Submitted to: Journal of Virology
Publication Type: Peer Reviewed Journal
Publication Acceptance Date: 1/18/2005
Publication Date: 5/1/2005
Citation: Carrillo, C., Tulman, E., Delhon, G., Lu, Z., Vagnozzi, A., Kutish, G.F., Rock, D.L. 2005. Comparative Genomics of Foot-and-Mouth Disease Virus. Journal of Virology. 79(10)P.6487-6504.
Interpretive Summary: The limited number of complete FMDV genome sequences currently available prevents comparative analysis and the association of specific viral genotypes with significant biological traits. Here one hundred and four complete FMDV genome sequences representing all seven serotypes were obtained. Comparative analysis of all genome sequences did allow to quantify and characterize genetic conservation and which genomic regions can be used as indicators of selective pressures. We also describe mutation deleterious motifs that can be explored to attenuate the virus virulence as well as areas that might be tolerant to introduction of foreign sequences as markers for a putative vaccine. Viral genomic features with potential diagnostic, epidemiological and forensic value were identified.

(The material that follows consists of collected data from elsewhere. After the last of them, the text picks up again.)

//! Transparent decompression for gzip-encoded entries.
//!
//! Some resources are shipped as gzip-compressed variants of a textual format
//! (`.svgz` is SVG). The filter sits between the byte source and the caller:
//! compressed bytes are pushed in as they are read, decoded bytes come out.

use std::io::{Result, Write};

use flate2::write::GzDecoder;

/// File extensions naming a gzip-compressed variant of a textual format.
const GZIP_VARIANT_EXTENSIONS: &[&str] = &["svgz"];

/// Does this file name denote a gzip-compressed variant?
pub fn is_gzip_variant(file_name: &str) -> bool {
    match file_name.rsplit_once('.') {
        Some((stem, ext)) if !stem.is_empty() => GZIP_VARIANT_EXTENSIONS
            .iter()
            .any(|candidate| ext.eq_ignore_ascii_case(candidate)),
        _ => false,
    }
}

/// Streaming gzip decoder driven by pushed buffers.
pub struct GzipFilter {
    decoder: GzDecoder<Vec<u8>>,
}

impl Default for GzipFilter {
    fn default() -> Self {
        Self::new()
    }
}

impl GzipFilter {
    pub fn new() -> GzipFilter {
        GzipFilter {
            decoder: GzDecoder::new(Vec::new()),
        }
    }

    /// Feed compressed bytes, returning whatever could be decoded so far.
    ///
    /// May return an empty buffer while the decoder waits for more input.
    pub fn push(&mut self, input: &[u8]) -> Result<Vec<u8>> {
        self.decoder.write_all(input)?;
        Ok(std::mem::take(self.decoder.get_mut()))
    }

    /// Signal end of input, returning the remaining decoded bytes.
    pub fn finish(&mut self) -> Result<Vec<u8>> {
        self.decoder.try_finish()?;
        Ok(std::mem::take(self.decoder.get_mut()))
    }
}

#[cfg(test)]
mod tests {
    use super::*;
    use flate2::{Compression, write::GzEncoder};

    fn gzip(data: &[u8]) -> Vec<u8> {
        let mut encoder = GzEncoder::new(Vec::new(), Compression::default());
        encoder.write_all(data).unwrap();
        encoder.finish().unwrap()
    }

    #[test]
    fn variants() {
        assert!(is_gzip_variant("image.svgz"));
        assert!(is_gzip_variant("IMAGE.SVGZ"));
        assert!(!is_gzip_variant("image.svg"));
        assert!(!is_gzip_variant(".svgz"));
        assert!(!is_gzip_variant("svgz"));
    }

    #[test]
    fn decodes_in_small_pieces() {
        let original = "<svg xmlns=\"http://www.w3.org/2000/svg\"></svg>\n".repeat(50);
        let compressed = gzip(original.as_bytes());

        let mut filter = GzipFilter::new();
        let mut out = Vec::new();
        for chunk in compressed.chunks(5) {
            out.extend(filter.push(chunk).unwrap());
        }
        out.extend(filter.finish().unwrap());
        assert_eq!(out, original.as_bytes());
    }

    #[test]
    fn rejects_garbage() {
        let mut filter = GzipFilter::new();
        let result = filter
            .push(b"definitely not gzip data")
            .and_then(|_| filter.finish());
        assert!(result.is_err());
    }
}
//! Sans-IO core state machine for virtual file jobs.
//!
//! The machine here performs no I/O. Frontends perform the operations it
//! asks for and feed the outcomes back:
//!
//! ```text
//! ┌─────────────────────────────────────────┐
//! │  Frontends                              │
//! │  - VirtualFileJob (async/tokio)         │
//! │  - tests driving it by hand             │
//! ├─────────────────────────────────────────┤
//! │  Sans-IO Core (this module)             │
//! │  - JobMachine                           │
//! └─────────────────────────────────────────┘
//! ```

mod job;

pub use job::{Action, JobMachine, JobState, Resolution, ResolvedTarget};
use std::future::Future;
use std::io::SeekFrom;
use std::path::PathBuf;
use std::sync::atomic::{AtomicBool, AtomicU64, Ordering};
use std::sync::{Arc, Mutex, MutexGuard, PoisonError, Weak};

use tokio::fs::File;
use tokio::io::{AsyncReadExt, AsyncSeekExt};
use tokio::sync::mpsc;
use tokio::sync::mpsc::error::TryRecvError;
use tokio::task::AbortHandle;

use crate::compression::{GzipFilter, is_gzip_variant};
use crate::context::ServeContext;
use crate::core::{Action, JobMachine, JobState, Resolution};
use crate::error::JobError;
use crate::integrity::{IntegrityError, IntegrityValidator};
use crate::response::ResponseInfo;

/// Caller-visible notifications from a job.
#[derive(Debug)]
pub enum JobEvent {
    /// Headers are known; reads may be issued.
    HeadersComplete(ResponseInfo),
    /// The path is a shortcut; the job is complete.
    Redirect(ResponseInfo),
    /// Bytes for the outstanding read.
    ReadComplete(Vec<u8>),
    /// The job failed. No further events follow.
    Failed(JobError),
}

/// Receiving half of a job's event channel.
///
/// Once the job is killed nothing more is yielded, including events that
/// were queued before the kill but not yet received.
#[derive(Debug)]
pub struct JobEvents {
    rx: mpsc::UnboundedReceiver<JobEvent>,
    killed: Arc<AtomicBool>,
}

impl JobEvents {
    /// Wait for the next event. `None` once the job is killed, dropped or
    /// has nothing more to say.
    pub async fn recv(&mut self) -> Option<JobEvent> {
        if self.is_killed() {
            return None;
        }
        let event = self.rx.recv().await?;
        if self.is_killed() {
            return None;
        }
        Some(event)
    }

    pub fn try_recv(&mut self) -> Result<JobEvent, TryRecvError> {
        if self.is_killed() {
            return Err(TryRecvError::Disconnected);
        }
        let event = self.rx.try_recv()?;
        if self.is_killed() {
            return Err(TryRecvError::Disconnected);
        }
        Ok(event)
    }

    pub fn is_killed(&self) -> bool {
        self.killed.load(Ordering::Acquire)
    }
}

/// Result of asking a job for more bytes.
#[derive(Debug, Clone, Copy, PartialEq, Eq)]
pub enum ReadOutcome {
    /// The bytes will arrive as a [`JobEvent::ReadComplete`].
    Pending,
    /// Nothing remains. The source was not touched.
    EndOfStream,
    /// The job is finished, failed or killed and will not read.
    Closed,
}

struct Inner {
    machine: JobMachine,
    /// Dropped on kill so a pending `recv` wakes up.
    events: Option<mpsc::UnboundedSender<JobEvent>>,
    source: Option<File>,
    filter: Option<GzipFilter>,
    validator: Option<IntegrityValidator>,
    verify_to_end: bool,
    pending: Option<AbortHandle>,
    read_len: usize,
}

struct Shared {
    context: Arc<ServeContext>,
    killed: Arc<AtomicBool>,
    /// Bumped by `kill`; completions carrying an older value are dropped.
    generation: AtomicU64,
    inner: Mutex<Inner>,
}

impl Shared {
    fn lock(&self) -> MutexGuard<'_, Inner> {
        self.inner.lock().unwrap_or_else(PoisonError::into_inner)
    }
}

impl Inner {
    fn send(&self, event: JobEvent) {
        // The receiver may have been dropped; the job then runs to completion unobserved.
        if let Some(events) = &self.events {
            let _ = events.send(event);
        }
    }
}

/// Tokio frontend driving a [`JobMachine`].
///
/// Every operation the machine asks for runs as a spawned task holding only a
/// weak reference to the job and the generation it was issued under. At most
/// one such task is outstanding. Results are reported on the [`JobEvents`]
/// channel returned by [`new`](Self::new).
///
/// Dropping the job kills it.
///
/// Methods that issue operations must be called within a tokio runtime.
pub struct VirtualFileJob {
    shared: Arc<Shared>,
}

impl VirtualFileJob {
    pub fn new(context: Arc<ServeContext>, path: impl Into<PathBuf>) -> (VirtualFileJob, JobEvents) {
        let (events, rx) = mpsc::unbounded_channel();
        let killed = Arc::new(AtomicBool::new(false));
        let shared = Arc::new(Shared {
            context,
            killed: Arc::clone(&killed),
            generation: AtomicU64::new(0),
            inner: Mutex::new(Inner {
                machine: JobMachine::new(path),
                events: Some(events),
                source: None,
                filter: None,
                validator: None,
                verify_to_end: false,
                pending: None,
                read_len: 0,
            }),
        });
        (VirtualFileJob { shared }, JobEvents { rx, killed })
    }

    /// Stash the request's `Range` header. Only valid before [`start`](Self::start).
    pub fn set_range_header(&self, value: impl Into<String>) -> Result<(), JobError> {
        self.shared.lock().machine.set_range_header(value)
    }

    /// Begin resolution.
    pub fn start(&self) {
        let mut inner = self.shared.lock();
        let action = inner.machine.start();
        dispatch(&self.shared, &mut inner, action);
    }

    /// Ask for up to `max` more bytes.
    pub fn read(&self, max: usize) -> ReadOutcome {
        let mut inner = self.shared.lock();
        inner.read_len = max;
        match inner.machine.read(max) {
            action @ Action::Read { .. } => {
                dispatch(&self.shared, &mut inner, action);
                ReadOutcome::Pending
            }
            Action::EndOfStream => {
                inner.source = None;
                ReadOutcome::EndOfStream
            }
            Action::ReadComplete { .. } => {
                inner.send(JobEvent::ReadComplete(Vec::new()));
                ReadOutcome::Pending
            }
            action => {
                dispatch(&self.shared, &mut inner, action);
                ReadOutcome::Closed
            }
        }
    }

    /// Cancel the job. No event is delivered after this returns, queued or not.
    pub fn kill(&self) {
        let mut inner = self.shared.lock();
        self.shared.generation.fetch_add(1, Ordering::AcqRel);
        self.shared.killed.store(true, Ordering::Release);
        inner.events = None;
        if let Some(pending) = inner.pending.take() {
            pending.abort();
        }
        inner.source = None;
        inner.filter = None;
        inner.validator = None;
        inner.machine.kill();
    }

    pub fn state(&self) -> JobState {
        self.shared.lock().machine.state()
    }

    /// Bytes of the negotiated range not yet read from the source.
    pub fn remaining(&self) -> u64 {
        self.shared.lock().machine.remaining()
    }

    pub fn path(&self) -> PathBuf {
        self.shared.lock().machine.path().to_path_buf()
    }
}

impl Drop for VirtualFileJob {
    fn drop(&mut self) {
        self.kill();
    }
}

impl std::fmt::Debug for VirtualFileJob {
    fn fmt(&self, f: &mut std::fmt::Formatter<'_>) -> std::fmt::Result {
        let inner = self.shared.lock();
        f.debug_struct("VirtualFileJob")
            .field("path", &inner.machine.path())
            .field("state", &inner.machine.state())
            .field("remaining", &inner.machine.remaining())
            .finish()
    }
}

/// Run `op` as a task whose output is handed to `resume` under the job lock,
/// unless the job was killed or dropped in the meantime.
fn spawn_op<T, F>(
    shared: &Arc<Shared>,
    inner: &mut Inner,
    op: F,
    resume: fn(&Arc<Shared>, &mut Inner, T),
) where
    F: Future<Output = T> + Send + 'static,
    T: Send + 'static,
{
    let weak: Weak<Shared> = Arc::downgrade(shared);
    let generation = shared.generation.load(Ordering::Acquire);
    let handle = tokio::spawn(async move {
        let output = op.await;
        let Some(shared) = weak.upgrade() else {
            return;
        };
        let mut inner = shared.lock();
        if shared.generation.load(Ordering::Acquire) != generation {
            tracing::trace!("discarding completion for killed job");
            return;
        }
        inner.pending = None;
        resume(&shared, &mut inner, output);
    });
    inner.pending = Some(handle.abort_handle());
}

fn dispatch(shared: &Arc<Shared>, inner: &mut Inner, action: Action) {
    match action {
        Action::Resolve { path } => {
            let context = Arc::clone(&shared.context);
            spawn_op(
                shared,
                inner,
                async move {
                    tokio::task::spawn_blocking(move || context.resolve(&path))
                        .await
                        .map_err(|e| JobError::invariant(format!("resolver task failed: {e}")))
                        .and_then(|result| result)
                },
                resume_resolved,
            );
        }
        Action::Open { path } => {
            spawn_op(shared, inner, open_source(path), resume_opened);
        }
        Action::Seek { offset } => {
            let Some(mut file) = inner.source.take() else {
                let action = inner.machine.fail(JobError::invariant("seek without a source"));
                return dispatch(shared, inner, action);
            };
            spawn_op(
                shared,
                inner,
                async move {
                    let result = file.seek(SeekFrom::Start(offset)).await;
                    (file, result)
                },
                resume_seeked,
            );
        }
        Action::Read { len } => {
            let Some(mut file) = inner.source.take() else {
                let action = inner.machine.fail(JobError::invariant("read without a source"));
                return dispatch(shared, inner, action);
            };
            spawn_op(
                shared,
                inner,
                async move {
                    let mut buf = vec![0; len];
                    let result = file.read(&mut buf).await.map(|n| {
                        buf.truncate(n);
                        buf
                    });
                    (file, result)
                },
                resume_read,
            );
        }
        Action::HeadersComplete(info) => {
            prepare_stream(shared, inner);
            inner.send(JobEvent::HeadersComplete(info));
        }
        Action::Redirect(info) => {
            inner.send(JobEvent::Redirect(info));
        }
        Action::Fail(err) => {
            inner.source = None;
            inner.filter = None;
            inner.validator = None;
            inner.send(JobEvent::Failed(err));
        }
        Action::ReadComplete { .. } | Action::EndOfStream | Action::Idle => {}
    }
}

async fn open_source(path: PathBuf) -> std::io::Result<(File, u64)> {
    let file = File::open(&path).await?;
    let len = file.metadata().await?.len();
    Ok((file, len))
}

fn resume_resolved(shared: &Arc<Shared>, inner: &mut Inner, result: Result<Resolution, JobError>) {
    let action = inner.machine.on_resolved(result);
    dispatch(shared, inner, action);
}

fn resume_opened(shared: &Arc<Shared>, inner: &mut Inner, result: std::io::Result<(File, u64)>) {
    let action = match result {
        Ok((file, len)) => {
            inner.source = Some(file);
            inner.machine.on_opened(Ok(len))
        }
        Err(e) => inner.machine.on_opened(Err(e)),
    };
    dispatch(shared, inner, action);
}

fn resume_seeked(shared: &Arc<Shared>, inner: &mut Inner, (file, result): (File, std::io::Result<u64>)) {
    inner.source = Some(file);
    let action = inner.machine.on_seeked(result);
    dispatch(shared, inner, action);
}

fn resume_read(
    shared: &Arc<Shared>,
    inner: &mut Inner,
    (file, result): (File, std::io::Result<Vec<u8>>),
) {
    inner.source = Some(file);
    let (data, action) = match result {
        Ok(data) => {
            let action = inner.machine.on_read(Ok(data.len()));
            (data, action)
        }
        Err(e) => (Vec::new(), inner.machine.on_read(Err(e))),
    };
    if !matches!(action, Action::ReadComplete { .. }) {
        return dispatch(shared, inner, action);
    }

    let finished = inner.machine.remaining() == 0;
    let output = match deliver(inner, data, finished) {
        Ok(output) => output,
        Err(e) => {
            if let JobError::IntegrityViolation(err, path) = &e {
                tracing::warn!(path = %path.display(), error = %err, "integrity check failed");
            }
            let action = inner.machine.fail(e);
            return dispatch(shared, inner, action);
        }
    };

    // A decoder may swallow a whole chunk; keep reading until it yields.
    if output.is_empty() && !finished {
        let len = inner.read_len;
        let action = inner.machine.read(len);
        return dispatch(shared, inner, action);
    }
    inner.send(JobEvent::ReadComplete(output));
}

/// Decide which integrity check and decoder apply once the range is known.
fn prepare_stream(shared: &Shared, inner: &mut Inner) {
    let options = shared.context.options();
    let (Some(target), Some(range)) = (inner.machine.target(), inner.machine.range()) else {
        return;
    };

    inner.validator = match target.integrity() {
        Some(integrity) if options.verify_integrity && range.first() == 0 => {
            Some(IntegrityValidator::new(integrity.clone()))
        }
        _ => None,
    };
    inner.verify_to_end = range.is_full();

    // A slice of a gzip stream cannot be decoded, so partial ranges go out raw.
    inner.filter = match target.file_name() {
        Some(name)
            if options.decompress_gzip_variants && range.is_full() && is_gzip_variant(name) =>
        {
            Some(GzipFilter::new())
        }
        _ => None,
    };
}

/// Pass freshly read bytes through the validator and decoder.
fn deliver(inner: &mut Inner, data: Vec<u8>, finished: bool) -> Result<Vec<u8>, JobError> {
    let path = inner.machine.path().to_path_buf();
    let violation = |e: IntegrityError| JobError::IntegrityViolation(e, path.clone());

    if let Some(validator) = inner.validator.as_mut() {
        validator.update(&data).map_err(&violation)?;
    }
    if finished
        && let Some(validator) = inner.validator.take()
        && inner.verify_to_end
    {
        validator.finish().map_err(&violation)?;
    }

    let Some(filter) = inner.filter.as_mut() else {
        return Ok(data);
    };
    let mut output = filter.push(&data)?;
    if finished {
        output.extend(filter.finish()?);
    }
    Ok(output)
}
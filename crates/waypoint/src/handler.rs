//! Hooks run around every page transition.

use std::collections::HashMap;
use std::sync::Arc;

use parking_lot::Mutex;
use tracing::trace;
use waypoint_router::RouteParams;

use crate::navigation::NavigationAction;
use crate::options::RouteOptions;
use crate::page_ref::PageRef;
use crate::platform::Platform;

/// The page a transition is coming from or going to
#[derive(Debug, Clone)]
pub struct PageSummary {
    pub controller: PageRef,
    pub view: PageRef,
    pub options: RouteOptions,
    pub params: RouteParams,
}

pub trait PageHandler: Send + Sync {
    /// Before the page manager touches the mounted page
    fn pre_manage(&self, _managed: Option<&PageSummary>, _next: &PageSummary, _action: &NavigationAction) {}

    /// After the next page is mounted or updated
    fn post_manage(&self, _managed: &PageSummary, _previous: Option<&PageSummary>, _action: &NavigationAction) {}

    fn destroy(&self) {}
}

/// Remembers the scroll position of each URL and restores it when the user
/// goes back or forward.
///
/// The address bar may already show the next URL when `pre_manage` runs, so
/// the handler tracks the path of the page it last saw managed.
pub struct ScrollHistoryHandler {
    platform: Arc<dyn Platform>,
    positions: Mutex<HashMap<String, (f64, f64)>>,
    managed_path: Mutex<Option<String>>,
}

impl ScrollHistoryHandler {
    pub fn new(platform: Arc<dyn Platform>) -> Self {
        Self {
            platform,
            positions: Mutex::new(HashMap::new()),
            managed_path: Mutex::new(None),
        }
    }

    pub fn saved_position(&self, path: &str) -> Option<(f64, f64)> {
        self.positions.lock().get(path).copied()
    }
}

impl PageHandler for ScrollHistoryHandler {
    fn pre_manage(&self, managed: Option<&PageSummary>, _next: &PageSummary, _action: &NavigationAction) {
        if managed.is_none() {
            return;
        }
        let Some(path) = self.managed_path.lock().clone() else {
            return;
        };
        let position = self.platform.scroll_position();
        trace!(path = %path, ?position, "saving scroll position");
        self.positions.lock().insert(path, position);
    }

    fn post_manage(&self, _managed: &PageSummary, _previous: Option<&PageSummary>, action: &NavigationAction) {
        let path = self.platform.current_path();
        if action.is_pop_state() {
            if let Some((x, y)) = self.saved_position(&path) {
                self.platform.scroll_to(x, y);
            }
        }
        *self.managed_path.lock() = Some(path);
    }

    fn destroy(&self) {
        self.positions.lock().clear();
        *self.managed_path.lock() = None;
    }
}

Technical Abstract: Here we presently complete genome sequences, with comparative analysis, of 103 isolates of foot-and-mouth disease virus (FMDV), representing all seven serotypes and including the first complete sequences of SAT1 and SAT3 genomes. The data revealed novel highly conserved genomic regions indicating functional constraints for variability as well as novel viral genomic motifs with likely biological relevance. Previously undescribed invariant motifs were identified in the 5' and 3' untranslated regions (UTR), as was tolerance for indels in the 5' UTR. Fifty-eight percent of the amino acids encoded by FMDV isolates were invariant, suggesting these residues are critical for virus biology. Novel, conserved sequence motifs of likely functional significance were identified within proteins Lpro, 1B, 1D, and 3C. Analysis of complete FMDV genomes indicated phylogenetic incongruencies between different genomic regions suggestive of interserotypic recombination. Additionally, a novel SAT virus lineage containing nonstructural protein-encoding regions distinct from other SAT and euroasiatic lineages was identified. Insights into viral RNA sequence conservation and variability and genetic diversity in nature will likely impact understanding of FMDV infection, host range, and transmission.